My biggest problem with Fantastic Four is that the film is all build up. We get an hour of decent movie building up to their powers, when they finally do though, the film takes a nose dive. We get twenty minutes of horribleness which involves finding Reed Richards and the rest of the group being trained by the government after the movie skips a year. This was the cheapest and worst move the film made. Then the next fifteen minutes involves Doctor Doom infiltrating the army base and escaping back to the other dimension. Then we are given the shortest, most half-assed, cheesiest, and worst super hero film climax I've ever seen. You get a five minute fight scene with horrible action and no suspense. This fight scene is also the only one in the entire film. What a waste. I just don't understand what they were trying to do with this film and instead of using any cliche to help the film they decided to just give up on the film. It's a complete disaster of a final act, in terms of what the movie could have been.

Besides the way the film played out, you have no relationship building between any of the characters. You don't buy any of them as friends. Doctor Doom looks horrendous, good thing he's in the movie for only ten minutes. There's no action in the film at all except for the lousy end fight. We don't get to see the main characters learning their powers, let alone see them use them.

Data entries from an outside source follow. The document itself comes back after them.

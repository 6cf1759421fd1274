//! Utility command handlers
//!
//! Handles: help, quit, exit
//!
//! - **Version**: 2.0.0
//! - **Since**: 0.1.0
//!
//! ## Changelog
//! - 2.0.0: Help text is assembled from every handler's usage lines
//! - 1.0.0: Extracted from the REPL loop

use anyhow::Result;
use async_trait::async_trait;
use log::info;
use std::sync::Arc;

use crate::commands::context::CommandContext;
use crate::commands::handler::{CommandReply, SlashCommandHandler};
use crate::commands::invocation::CommandInvocation;

/// Handler for utility commands: help, quit, exit
pub struct UtilityHandler;

#[async_trait]
impl SlashCommandHandler for UtilityHandler {
    fn command_names(&self) -> &'static [&'static str] {
        &["help", "quit", "exit"]
    }

    fn help(&self) -> &'static [(&'static str, &'static str)] {
        &[("/help", "Show this help message"), ("/quit", "Leave Verdant")]
    }

    async fn handle(&self, _ctx: Arc<CommandContext>, invocation: &CommandInvocation) -> Result<CommandReply> {
        match invocation.name.as_str() {
            "quit" | "exit" => {
                info!("Quit requested");
                Ok(CommandReply::Quit)
            }
            _ => Ok(CommandReply::text(help_text())),
        }
    }
}

fn help_text() -> String {
    let lines = super::help_lines();
    let width = lines.iter().map(|(usage, _)| usage.chars().count()).max().unwrap_or(0);

    let mut text = String::from("Available commands:\n");
    for (usage, description) in lines {
        let pad = width - usage.chars().count();
        text.push_str(&format!("  {usage}{}  {description}\n", " ".repeat(pad)));
    }
    text.push_str("\nAnything that does not start with / is sent to the assistant.");
    text
}
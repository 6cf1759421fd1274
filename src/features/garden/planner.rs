//! Garden planner session: palette, grid and the advice prompt

use anyhow::{bail, Result};

use super::grid::{CellPos, DragItem, GardenGrid};

pub const EMPTY_GARDEN_MESSAGE: &str =
    "Your garden is empty! Drag some plants from the palette onto the grid to get started.";
pub const SUGGESTIONS_FAILED_MESSAGE: &str =
    "Sorry, I couldn't generate suggestions at this time. Please try again.";

#[derive(Debug, Clone, Default)]
pub struct GardenPlanner {
    pub grid: GardenGrid,
    palette: Vec<String>,
    /// Last advice shown, cleared whenever new advice is requested
    pub suggestions: Option<String>,
}

impl GardenPlanner {
    /// Fresh planner with an empty grid and the given palette
    pub fn open(palette: Vec<String>) -> Self {
        Self {
            grid: GardenGrid::new(),
            palette,
            suggestions: None,
        }
    }

    pub fn palette(&self) -> &[String] {
        &self.palette
    }

    /// Add a plant to the palette; blank and duplicate names are ignored
    pub fn add_plant(&mut self, name: &str) -> bool {
        let name = name.trim();
        if name.is_empty() || self.palette.iter().any(|p| p == name) {
            return false;
        }
        self.palette.push(name.to_string());
        true
    }

    fn palette_item(&self, name: &str) -> Result<DragItem> {
        let name = name.trim();
        match self.palette.iter().find(|p| p.eq_ignore_ascii_case(name)) {
            Some(plant) => Ok(DragItem::Palette(plant.clone())),
            None => bail!("'{name}' is not in the palette. Add it with /garden add {name}"),
        }
    }

    /// Drop a palette plant onto a cell
    pub fn place(&mut self, name: &str, target: CellPos) -> Result<()> {
        let item = self.palette_item(name)?;
        self.grid.drop_on_cell(item, target);
        Ok(())
    }

    /// Drag a planted cell onto another cell
    pub fn move_cell(&mut self, from: CellPos, to: CellPos) -> Result<()> {
        let Some(item) = self.grid.pick_up(from) else {
            bail!("Nothing is planted at row {}, column {}", from.row() + 1, from.col() + 1);
        };
        self.grid.drop_on_cell(item, to);
        Ok(())
    }

    /// Drag a planted cell onto the trash
    pub fn trash(&mut self, from: CellPos) -> Result<()> {
        let Some(item) = self.grid.pick_up(from) else {
            bail!("Nothing is planted at row {}, column {}", from.row() + 1, from.col() + 1);
        };
        self.grid.drop_on_trash(item);
        Ok(())
    }

    /// Prompt asking for layout advice, or `None` when nothing is planted
    pub fn suggestion_prompt(&self) -> Option<String> {
        let plants = self.grid.plants();
        if plants.is_empty() {
            return None;
        }

        Some(format!(
            "You are an expert garden designer. I have created a garden layout on an 8x8 grid.\n\
             Please provide suggestions to improve it. Consider companion planting (good and bad neighbors),\n\
             and general placement advice. Assume the top of the grid is North.\n\n\
             My current plant list: {}\n\n\
             My current layout:\n{}\n\n\
             Provide actionable advice in a friendly tone. Use markdown for formatting (headings, lists, bold text).",
            plants.join(", "),
            self.grid.layout_text()
        ))
    }
}
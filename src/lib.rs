// Core layer - configuration, clock and text helpers
pub mod core;

// Features layer - all feature modules
pub mod features;

// Persistence
pub mod database;

// Application layer
pub mod assistant;
pub mod commands;

pub use assistant::Assistant;
pub use core::Config;
pub use database::Database;

pub use features::{
    // Conversation
    ChatMessage, ChatSession, ContentGenerator, GeminiClient, SessionStore,
    // Reminders
    ReminderScheduler, TerminalNotifier,
    // Weather
    WeatherClient,
};
//! # Garden Planner Feature
//!
//! An 8x8 layout board seeded with the user's plants. Plants are dragged from
//! a palette onto cells, moved between cells, or thrown away, and the layout
//! can be sent off for companion-planting advice. Nothing here is persisted.
//!
//! - **Version**: 1.0.0
//! - **Since**: 0.3.0
//! - **Toggleable**: true

pub mod grid;
pub mod planner;

pub use grid::{CellPos, DragItem, GardenGrid, GRID_SIZE};
pub use planner::{GardenPlanner, EMPTY_GARDEN_MESSAGE, SUGGESTIONS_FAILED_MESSAGE};
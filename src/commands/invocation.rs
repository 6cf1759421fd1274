//! REPL input parsing
//!
//! A line starting with `/` is a command: the first word names it and the
//! rest are whitespace-separated arguments. Anything else is a chat message.
//! Free-text arguments (`rest`) are sliced from the typed line, so spacing
//! inside them is kept.

#[derive(Debug, Clone, PartialEq, Eq)]
pub struct CommandInvocation {
    pub name: String,
    pub args: Vec<String>,
    /// Everything after the command name, trimmed
    raw_args: String,
}

#[derive(Debug, Clone, PartialEq, Eq)]
pub enum Input {
    Empty,
    Chat(String),
    Command(CommandInvocation),
}

impl CommandInvocation {
    pub fn new(name: &str, args: &[&str]) -> Self {
        Self {
            name: name.to_string(),
            args: args.iter().map(|a| a.to_string()).collect(),
            raw_args: args.join(" "),
        }
    }

    pub fn arg(&self, index: usize) -> Option<&str> {
        self.args.get(index).map(String::as_str)
    }

    /// Typed text from argument `index` on
    pub fn rest(&self, index: usize) -> Option<String> {
        let mut remaining = self.raw_args.as_str();
        for _ in 0..index {
            remaining = remaining.trim_start();
            let end = remaining.find(char::is_whitespace).unwrap_or(remaining.len());
            remaining = &remaining[end..];
        }

        let rest = remaining.trim();
        if rest.is_empty() {
            None
        } else {
            Some(rest.to_string())
        }
    }
}

pub fn parse_input(line: &str) -> Input {
    let trimmed = line.trim();
    if trimmed.is_empty() {
        return Input::Empty;
    }

    let Some(command) = trimmed.strip_prefix('/') else {
        return Input::Chat(line.trim_end_matches(['\r', '\n']).to_string());
    };

    let end = command.find(char::is_whitespace).unwrap_or(command.len());
    let (name, raw_args) = command.split_at(end);
    Input::Command(CommandInvocation {
        name: name.to_ascii_lowercase(),
        args: raw_args.split_whitespace().map(str::to_string).collect(),
        raw_args: raw_args.trim().to_string(),
    })
}

#[cfg(test)]
mod tests {
    use super::*;

    #[test]
    fn test_parse_chat_and_empty() {
        assert_eq!(parse_input("   "), Input::Empty);
        assert_eq!(
            parse_input("Why are my basil leaves yellow?\n"),
            Input::Chat("Why are my basil leaves yellow?".into())
        );
    }

    #[test]
    fn test_parse_command() {
        let Input::Command(invocation) = parse_input("/Remind 3  09:00 Fiddle Leaf") else {
            panic!("expected a command");
        };
        assert_eq!(invocation.name, "remind");
        assert_eq!(invocation.arg(0), Some("3"));
        assert_eq!(invocation.arg(1), Some("09:00"));
        assert_eq!(invocation.rest(2).as_deref(), Some("Fiddle Leaf"));
        assert_eq!(invocation.rest(4), None);
        assert_eq!(invocation.rest(9), None);
    }

    #[test]
    fn test_rest_keeps_typed_spacing() {
        let Input::Command(invocation) = parse_input("/edit 3 Water  it\tweekly,   not daily ") else {
            panic!("expected a command");
        };
        assert_eq!(invocation.arg(0), Some("3"));
        assert_eq!(invocation.rest(1).as_deref(), Some("Water  it\tweekly,   not daily"));
        assert_eq!(invocation.rest(0).as_deref(), Some("3 Water  it\tweekly,   not daily"));

        let built = CommandInvocation::new("garden", &["add", "Cherry", "Tomato"]);
        assert_eq!(built.rest(1).as_deref(), Some("Cherry Tomato"));
    }

    #[test]
    fn test_bare_slash() {
        assert_eq!(parse_input("/"), Input::Command(CommandInvocation::new("", &[])));
    }
}
//! # Core Module
//!
//! Configuration, clock abstraction and text helpers shared by every feature.
//!
//! - **Version**: 1.1.0
//! - **Since**: 0.1.0
//! - **Toggleable**: false
//!
//! ## Changelog
//! - 1.1.0: Add clock module for injectable time
//! - 1.0.0: Initial creation with config and text modules

pub mod clock;
pub mod config;
pub mod text;

// Re-export commonly used items
pub use clock::{Clock, ManualClock, SystemClock};
pub use config::Config;
pub use text::{safe_file_stem, strip_json_fence, strip_markdown, truncate_title, wrap_text};
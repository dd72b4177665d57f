use std::future::Future;
use std::time::Duration;
use tracing::{debug, warn};

/// Backoff policy for establishing connections at startup.
///
/// Only connection setup goes through this; individual storage operations are
/// never retried and surface their failure to the caller.
#[derive(Debug, Clone)]
pub struct RetryConfig {
    /// Attempts after the first one
    pub max_retries: u32,
    pub initial_delay: Duration,
    pub max_delay: Duration,
    /// Randomise each delay into `[delay / 2, delay]`
    pub use_jitter: bool,
}

impl RetryConfig {
    pub fn new() -> Self {
        Self::default()
    }

    pub fn with_max_retries(mut self, max_retries: u32) -> Self {
        self.max_retries = max_retries;
        self
    }

    pub fn with_initial_delay(mut self, delay: Duration) -> Self {
        self.initial_delay = delay;
        self
    }

    pub fn with_max_delay(mut self, delay: Duration) -> Self {
        self.max_delay = delay;
        self
    }

    pub fn without_jitter(mut self) -> Self {
        self.use_jitter = false;
        self
    }

    /// Total attempts including the first
    pub fn attempts(&self) -> u32 {
        self.max_retries.saturating_add(1)
    }

    /// Delay before retry number `retry` (zero-based), before jitter
    pub fn delay_for(&self, retry: u32) -> Duration {
        let factor = 2u32.saturating_pow(retry);
        self.initial_delay
            .saturating_mul(factor)
            .min(self.max_delay)
    }
}

impl Default for RetryConfig {
    fn default() -> Self {
        Self {
            max_retries: 3,
            initial_delay: Duration::from_millis(100),
            max_delay: Duration::from_secs(5),
            use_jitter: true,
        }
    }
}

/// Run `operation` until it succeeds or `config.max_retries` retries are spent.
///
/// Returns the last error when every attempt fails.
pub async fn retry_with_backoff<F, Fut, T, E>(mut operation: F, config: &RetryConfig) -> Result<T, E>
where
    F: FnMut() -> Fut,
    Fut: Future<Output = Result<T, E>>,
    E: std::fmt::Display,
{
    let mut retry = 0;
    loop {
        match operation().await {
            Ok(value) => {
                if retry > 0 {
                    debug!(retries = retry, "Operation succeeded after retrying");
                }
                return Ok(value);
            }
            Err(e) if retry >= config.max_retries => {
                warn!(attempts = config.attempts(), error = %e, "Giving up after retries");
                return Err(e);
            }
            Err(e) => {
                let delay = if config.use_jitter {
                    jitter(config.delay_for(retry))
                } else {
                    config.delay_for(retry)
                };
                debug!(
                    attempt = retry + 1,
                    max_attempts = config.attempts(),
                    delay_ms = delay.as_millis() as u64,
                    error = %e,
                    "Operation failed, retrying"
                );
                tokio::time::sleep(delay).await;
                retry += 1;
            }
        }
    }
}

fn jitter(delay: Duration) -> Duration {
    use std::collections::hash_map::RandomState;
    use std::hash::BuildHasher;

    // 50..=100 percent of the delay
    let percent = 50 + (RandomState::new().hash_one(std::time::SystemTime::now()) % 51) as u32;
    delay.saturating_mul(percent) / 100
}

#[cfg(test)]
mod tests {
    use super::*;
    use std::sync::Arc;
    use std::sync::atomic::{AtomicU32, Ordering};

    fn fast() -> RetryConfig {
        RetryConfig::new()
            .with_initial_delay(Duration::from_millis(1))
            .without_jitter()
    }

    #[tokio::test]
    async fn test_retry_succeeds_after_failures() {
        let calls = Arc::new(AtomicU32::new(0));

        let result = retry_with_backoff(
            || {
                let calls = calls.clone();
                async move {
                    if calls.fetch_add(1, Ordering::SeqCst) < 2 {
                        Err("not yet")
                    } else {
                        Ok("connected")
                    }
                }
            },
            &fast(),
        )
        .await;

        assert_eq!(result, Ok("connected"));
        assert_eq!(calls.load(Ordering::SeqCst), 3);
    }

    #[tokio::test]
    async fn test_retry_returns_last_error() {
        let calls = Arc::new(AtomicU32::new(0));
        let config = fast().with_max_retries(2);

        let result: Result<(), String> = retry_with_backoff(
            || {
                let calls = calls.clone();
                async move {
                    let n = calls.fetch_add(1, Ordering::SeqCst);
                    Err(format!("refused #{n}"))
                }
            },
            &config,
        )
        .await;

        assert_eq!(result, Err("refused #2".to_string()));
        assert_eq!(calls.load(Ordering::SeqCst), config.attempts());
    }

    #[test]
    fn test_delay_doubles_up_to_max() {
        let config = RetryConfig::new()
            .with_initial_delay(Duration::from_millis(100))
            .with_max_delay(Duration::from_millis(350));

        assert_eq!(config.delay_for(0), Duration::from_millis(100));
        assert_eq!(config.delay_for(1), Duration::from_millis(200));
        assert_eq!(config.delay_for(2), Duration::from_millis(350));
        assert_eq!(config.delay_for(40), Duration::from_millis(350));
    }

    #[test]
    fn test_jitter_bounds() {
        for _ in 0..20 {
            let jittered = jitter(Duration::from_millis(1000));
            assert!(jittered >= Duration::from_millis(500));
            assert!(jittered <= Duration::from_millis(1000));
        }
    }
}
use sea_orm::entity::prelude::*;

/// Sea-ORM Entity for Projects table
#[derive(Clone, Debug, PartialEq, DeriveEntityModel)]
#[sea_orm(table_name = "projects")]
pub struct Model {
    #[sea_orm(primary_key)]
    pub id: i64,
    pub name: String,
    pub created_at: DateTimeWithTimeZone,
    pub updated_at: DateTimeWithTimeZone,
}

#[derive(Copy, Clone, Debug, EnumIter, DeriveRelation)]
pub enum Relation {}

impl ActiveModelBehavior for ActiveModel {}

impl From<Model> for crate::models::Project {
    fn from(model: Model) -> Self {
        Self {
            id: Some(model.id),
            name: model.name,
            created_at: Some(model.created_at.into()),
            updated_at: Some(model.updated_at.into()),
        }
    }
}
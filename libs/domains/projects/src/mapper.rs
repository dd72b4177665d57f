//! Translation from request inputs to domain entities. Never touches storage.

use crate::models::{CreateProject, Project};

/// Unsaved project built from a creation input
pub fn to_project(input: CreateProject) -> Project {
    Project::new(input.name)
}
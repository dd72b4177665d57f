/// Infrastructure-level failure: connecting, configuring, or talking to a store.
///
/// Domain crates convert these into their own error enums; nothing above the
/// repository layer sees this type directly.
#[derive(Debug, thiserror::Error)]
pub enum DatabaseError {
    /// PostgreSQL-specific errors (SeaORM)
    #[cfg(feature = "postgres")]
    #[error("PostgreSQL error: {0}")]
    Postgres(#[from] sea_orm::DbErr),

    /// Connection failed after retries
    #[error("Connection failed after {attempts} attempt(s): {message}")]
    ConnectionFailed { attempts: u32, message: String },

    /// Configuration error
    #[cfg(feature = "config")]
    #[error("Configuration error: {0}")]
    Config(#[from] core_config::ConfigError),
}

/// Result type alias for database operations
pub type DatabaseResult<T> = Result<T, DatabaseError>;
//! Shared configuration primitives.
//!
//! Every crate that needs settings from the environment implements [`FromEnv`]
//! next to its own config struct (see `database::postgres::PostgresConfig` and
//! `core_cache::CacheConfig`) and uses the helpers below for lookups.

pub mod tracing;

use std::env;
use std::str::FromStr;
use thiserror::Error;

/// Configuration error type
#[derive(Error, Debug)]
pub enum ConfigError {
    #[error("Environment variable '{0}' is required but not set")]
    MissingEnvVar(String),

    #[error("Failed to parse environment variable '{key}': {details}")]
    ParseError { key: String, details: String },
}

/// Application environment
#[derive(Clone, Copy, Debug, Default, PartialEq, Eq)]
pub enum Environment {
    #[default]
    Development,
    Production,
}

impl Environment {
    /// Reads `APP_ENV`; anything other than `production` (any case) is development.
    pub fn from_env() -> Self {
        let app_env = env_or_default("APP_ENV", "development");

        if app_env.eq_ignore_ascii_case("production") {
            Environment::Production
        } else {
            Environment::Development
        }
    }

    pub fn is_production(&self) -> bool {
        matches!(self, Environment::Production)
    }

    pub fn is_development(&self) -> bool {
        matches!(self, Environment::Development)
    }
}

/// Trait for configuration that can be loaded from environment variables
pub trait FromEnv: Sized {
    fn from_env() -> Result<Self, ConfigError>;
}

/// Value of `key`, or `default` when unset
pub fn env_or_default(key: &str, default: &str) -> String {
    env::var(key).unwrap_or_else(|_| default.to_string())
}

/// Value of `key`, or [`ConfigError::MissingEnvVar`]
pub fn env_required(key: &str) -> Result<String, ConfigError> {
    env::var(key).map_err(|_| ConfigError::MissingEnvVar(key.to_string()))
}

/// Parses `key` into `T`, falling back to `default` when the variable is unset.
///
/// A set but unparsable value is an error rather than a silent fallback.
pub fn env_parse_or_default<T>(key: &str, default: T) -> Result<T, ConfigError>
where
    T: FromStr,
    T::Err: std::fmt::Display,
{
    match env::var(key) {
        Ok(raw) => raw.trim().parse().map_err(|e: T::Err| ConfigError::ParseError {
            key: key.to_string(),
            details: e.to_string(),
        }),
        Err(_) => Ok(default),
    }
}

/// Like [`env_parse_or_default`] but yields `None` when the variable is unset.
pub fn env_parse_optional<T>(key: &str) -> Result<Option<T>, ConfigError>
where
    T: FromStr,
    T::Err: std::fmt::Display,
{
    match env::var(key) {
        Ok(raw) => raw
            .trim()
            .parse()
            .map(Some)
            .map_err(|e: T::Err| ConfigError::ParseError {
                key: key.to_string(),
                details: e.to_string(),
            }),
        Err(_) => Ok(None),
    }
}

#[cfg(test)]
mod tests {
    use super::*;

    #[test]
    fn test_environment_defaults_to_development() {
        temp_env::with_var_unset("APP_ENV", || {
            let env = Environment::from_env();
            assert_eq!(env, Environment::Development);
            assert!(env.is_development());
            assert!(!env.is_production());
        });
    }

    #[test]
    fn test_environment_production_case_insensitive() {
        temp_env::with_var("APP_ENV", Some("PRODUCTION"), || {
            assert_eq!(Environment::from_env(), Environment::Production);
        });
        temp_env::with_var("APP_ENV", Some("staging"), || {
            assert_eq!(Environment::from_env(), Environment::Development);
        });
    }

    #[test]
    fn test_env_required_missing() {
        temp_env::with_var_unset("MISSING_REQUIRED", || {
            let err = env_required("MISSING_REQUIRED").unwrap_err();
            assert!(err.to_string().contains("MISSING_REQUIRED"));
            assert!(err.to_string().contains("required"));
        });
    }

    #[test]
    fn test_env_parse_or_default() {
        temp_env::with_var_unset("PAGE_SIZE_TEST", || {
            assert_eq!(env_parse_or_default("PAGE_SIZE_TEST", 5u64).unwrap(), 5);
        });
        temp_env::with_var("PAGE_SIZE_TEST", Some(" 12 "), || {
            assert_eq!(env_parse_or_default("PAGE_SIZE_TEST", 5u64).unwrap(), 12);
        });
        temp_env::with_var("PAGE_SIZE_TEST", Some("twelve"), || {
            let err = env_parse_or_default("PAGE_SIZE_TEST", 5u64).unwrap_err();
            assert!(matches!(err, ConfigError::ParseError { ref key, .. } if key == "PAGE_SIZE_TEST"));
        });
    }

    #[test]
    fn test_env_parse_optional() {
        temp_env::with_var_unset("TTL_TEST", || {
            assert_eq!(env_parse_optional::<u64>("TTL_TEST").unwrap(), None);
        });
        temp_env::with_var("TTL_TEST", Some("30"), || {
            assert_eq!(env_parse_optional::<u64>("TTL_TEST").unwrap(), Some(30));
        });
    }
}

Overall Fantastic Four is the worst superhero film I've seen in the past ten years. Audiences have been given quality films with more mediocre source material than the Fantastic Four that have delivered Oscar worthy things. It's a shame director Josh Trank couldn't build on his success from Chronicle. Instead he most likely ruined his career, previously attached to a Star Wars film, he no longer is and all you heard about the film before release was trouble behind the scenes. It's just a shame considering what could have been.

Fantastic Four deserves a lousy 1 1/2 out of 5.